Studio album by Colin James
- Released: August 13, 1988
- Recorded: 1988
- Studios: Criteria Studios, Miami, Florida
- Genre: Blues rock
- Length: 40:13
- Label: Virgin
- Producers: Danny Kortchmar, Tom Dowd, Bob Rock

Colin James chronology
|  | Colin James (1988) | Sudden Stop (1990) |

= Colin James (album) =

Colin James is the debut album by Canadian rock/blues musician Colin James, released in 1988. The album featured several hit singles, including "Five Long Years", "Voodoo Thing", "Chicks 'n Cars (And the Third World War)" and Why'd You Lie".
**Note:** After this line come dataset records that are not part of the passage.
use std::collections::VecDeque;
use std::sync::atomic::{AtomicUsize, Ordering};
use std::sync::Mutex;
use std::time::Duration;

use edgetrain_core::errors::RemoteError;
use edgetrain_core::models::{DeployOutcome, RemoteJobRef, RemoteJobStatus};
use edgetrain_core::traits::IRemoteTrainingClient;

type Script<T> = Mutex<VecDeque<Result<T, RemoteError>>>;

/// Scripted training platform.
///
/// Each operation pops its next scripted response. An exhausted script
/// falls back to the happy path: a fresh remote id, `InProgress`, `Deployed`.
#[derive(Default)]
pub struct MockRemote {
    starts: Script<RemoteJobRef>,
    statuses: Script<RemoteJobStatus>,
    deploys: Script<DeployOutcome>,
    start_calls: AtomicUsize,
    status_calls: AtomicUsize,
    deploy_calls: AtomicUsize,
    latency: Option<Duration>,
}

impl MockRemote {
    pub fn new() -> Self {
        Self::default()
    }

    /// Sleep this long inside every call, to widen race windows.
    pub fn with_latency(mut self, latency: Duration) -> Self {
        self.latency = Some(latency);
        self
    }

    pub fn push_start(&self, response: Result<RemoteJobRef, RemoteError>) -> &Self {
        self.starts.lock().unwrap().push_back(response);
        self
    }

    pub fn push_status(&self, response: Result<RemoteJobStatus, RemoteError>) -> &Self {
        self.statuses.lock().unwrap().push_back(response);
        self
    }

    pub fn push_deploy(&self, response: Result<DeployOutcome, RemoteError>) -> &Self {
        self.deploys.lock().unwrap().push_back(response);
        self
    }

    /// Script `n` consecutive identical status responses.
    pub fn push_statuses(&self, n: usize, response: Result<RemoteJobStatus, RemoteError>) -> &Self {
        for _ in 0..n {
            self.push_status(response.clone());
        }
        self
    }

    pub fn start_calls(&self) -> usize {
        self.start_calls.load(Ordering::SeqCst)
    }

    pub fn status_calls(&self) -> usize {
        self.status_calls.load(Ordering::SeqCst)
    }

    pub fn deploy_calls(&self) -> usize {
        self.deploy_calls.load(Ordering::SeqCst)
    }

    fn pause(&self) {
        if let Some(latency) = self.latency {
            std::thread::sleep(latency);
        }
    }
}

impl IRemoteTrainingClient for MockRemote {
    fn start_training(&self, _device_id: &str) -> Result<RemoteJobRef, RemoteError> {
        let n = self.start_calls.fetch_add(1, Ordering::SeqCst) + 1;
        self.pause();
        self.starts
            .lock()
            .unwrap()
            .pop_front()
            .unwrap_or_else(|| Ok(RemoteJobRef::new(format!("remote-{n}"))))
    }

    fn get_status(&self, _job: &RemoteJobRef) -> Result<RemoteJobStatus, RemoteError> {
        self.status_calls.fetch_add(1, Ordering::SeqCst);
        self.pause();
        self.statuses
            .lock()
            .unwrap()
            .pop_front()
            .unwrap_or(Ok(RemoteJobStatus::InProgress))
    }

    fn deploy(&self, _job: &RemoteJobRef) -> Result<DeployOutcome, RemoteError> {
        let n = self.deploy_calls.fetch_add(1, Ordering::SeqCst) + 1;
        self.pause();
        self.deploys.lock().unwrap().pop_front().unwrap_or_else(|| {
            Ok(DeployOutcome::Deployed {
                deployment_id: format!("deployment-{n}"),
            })
        })
    }
}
The album earned James a Juno Award for "Most Promising Artist".

Professional ratings
Review scores
| Source | Rating |
| AllMusic | Star |

==Commercial performance==
James' debut album was the 15th best-selling Cancon album in Canada of 1989. The album was certified Double Platinum in Canada in 1994. By May 1998, the album had sold 276,338 units in Canada. It is the best-selling album of James' career to date.

==Track listing==
1. "Five Long Years" – 4:36
2. "Voodoo Thing" – 3:38
3. "Down in the Bottom" (Willie Dixon) – 4:37
4. "Chicks 'n Cars (And the Third World War)" (Johnny Ferreira, Rick Hopkins, Colin James, Darrell Mayes) – 3:35
5. "Why'd You Lie" (Morgan Davis) – 5:25
6. "Hidden Charms" (Willie Dixon) – 3:26
7. "Bad Girl" (Rick Hopkins, Colin James, Dennis Marcenko) – 3:34
8. "Lone Wolf" – 3:40
9. "Dream of Satin" – 4:43
10. "Three Sheets to the Wind" (Rick Hopkins) – 2:59

== Personnel ==
- Colin James – guitar, vocals, background vocals
- Steve Croes – keyboards
- Richard Hopkins – piano, keyboards, Hammond organ
- Bill Payne – piano
- David Burgin – harmonica
- Johnny Ferreira – tenor and soprano saxophones
- Dennis Marcenko – bass
- Darrell Mayes – percussion, drums
- Betty Wright – background vocals
- Bill Cowsill – background vocals

== Production ==
- Tom Dowd – producer
- Danny Kortchmar – producer, mixing
- Bob Rock – producer
- Mike Fraser – engineer
- Shep Lonsdale – engineer
- Simon Pressey – engineer
- Duane Seykora – engineer, assistant engineer
- Charles Die – assistant engineer
- Neil Dorfsman – mixing
- Dan Hersch – mastering
- Brian Lynch – photography
- Melanie Nissen – design
- Jeffrey Kent Ayeroff – art direction
- Alberto Tolot – photography

==Certifications==

Certifications for Colin James
| Region | Certification | Certified units/sales |
| Canada (Music Canada) | 2× Platinum | 200,000^{^} |
^{^} Shipments figures based on certification alone.